Over 3,000 years old and the mother tongue of approximately one billion people, Chinese unites more human beings than any other language in the world. The ancient empires of China rose originally from the great river valleys of the north-west centred on Ch'angan or modern Sian. Traces of an early Chinese script dating from around 1,500BC were discovered inscribed on bone and research has since shown that this script was originally recorded during the Shang dynasty. Of the 2,000 ideographs recorded at the time, 1,300 have been identified as early forms of characters used in the Chinese language today. The language of the classical period at the time of Confucius (550-480 BC) is called Archaic Chinese, and this form developed into Ancient Chinese which was the precursor of Modern Chinese. Chinese belongs to the Sino-Tibetan group of languages. Like other languages, spoken Chinese diverged more and more from the written language until at last the language developed a unique literary style that became known as Wenyan, which was used for writing only. Wenyan differs from common speech in both grammar and vocabulary. It is also studded with literary, mythical and historical allusions and really requires well-educated readers. From the 6th Century AD onwards, Wenyan was a powerful medium and in theory mastery of Wenyan ensured a successful career. Wenyan enjoyed an important linguistic position for many years until young Chinese intellectuals in the early 20th Century began to argue for modernisation. When Mao Tse-tung came to power as leader of the Communists, language reform was an integral part of his transformation of China. He wanted to make Chinese more accessible to the ordinary person and as a result advocated the simplification of characters and Romanization. Simplification essentially means reducing the number of strokes in a character (there can be as

many as 33!). This process started in China in 1956 and has largely been completed today.
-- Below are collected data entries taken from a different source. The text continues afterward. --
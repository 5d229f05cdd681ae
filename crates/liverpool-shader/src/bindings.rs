//! Binding slot bookkeeping for one shader stage.

use crate::error::SpecializationError;

/// Upper bound on the binding slots one stage may address.
pub const MAX_STAGE_RESOURCES: u32 = 64;

/// Binding offsets a stage's resources start at within the pipeline layout.
#[derive(Clone, Copy, Debug, Default, PartialEq, Eq, Hash)]
pub struct Bindings {
    pub unified: u32,
    pub buffer: u32,
    pub user_data: u32,
}

/// Which stage-local binding slots had a live sharp when a specialization was built.
#[derive(Clone, Copy, Debug, Default, PartialEq, Eq, Hash)]
pub struct BindingMask(u64);

impl BindingMask {
    pub const EMPTY: Self = Self(0);

    pub fn set(&mut self, binding: u32) -> Result<(), SpecializationError> {
        if binding >= MAX_STAGE_RESOURCES {
            return Err(SpecializationError::BindingOverflow {
                binding,
                max: MAX_STAGE_RESOURCES,
            });
        }
        self.0 |= 1 << binding;
        Ok(())
    }

    /// Slots at or past the capacity are never set.
    pub fn test(&self, binding: u32) -> bool {
        binding < MAX_STAGE_RESOURCES && self.0 & (1 << binding) != 0
    }

    pub fn bits(&self) -> u64 {
        self.0
    }

    pub fn count(&self) -> u32 {
        self.0.count_ones()
    }

    pub fn iter(&self) -> impl Iterator<Item = u32> + '_ {
        (0..MAX_STAGE_RESOURCES).filter(|&binding| self.test(binding))
    }
}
The Linguaphone text is printed in simplified characters. The Roman alphabet was also adopted in the 1950's and this Romanized version is known as Pinyin. After January 1979, Pinyin completely replaced all other systems of Romanizations. The Linguaphone course also uses Pinyin. The language reformers then wanted all of China to speak the same dialect; the natural choice for a universal dialect was the pure Peking (Beijing) dialect known in the west as Mandarin but called Putonghua (common speech) on the mainland today.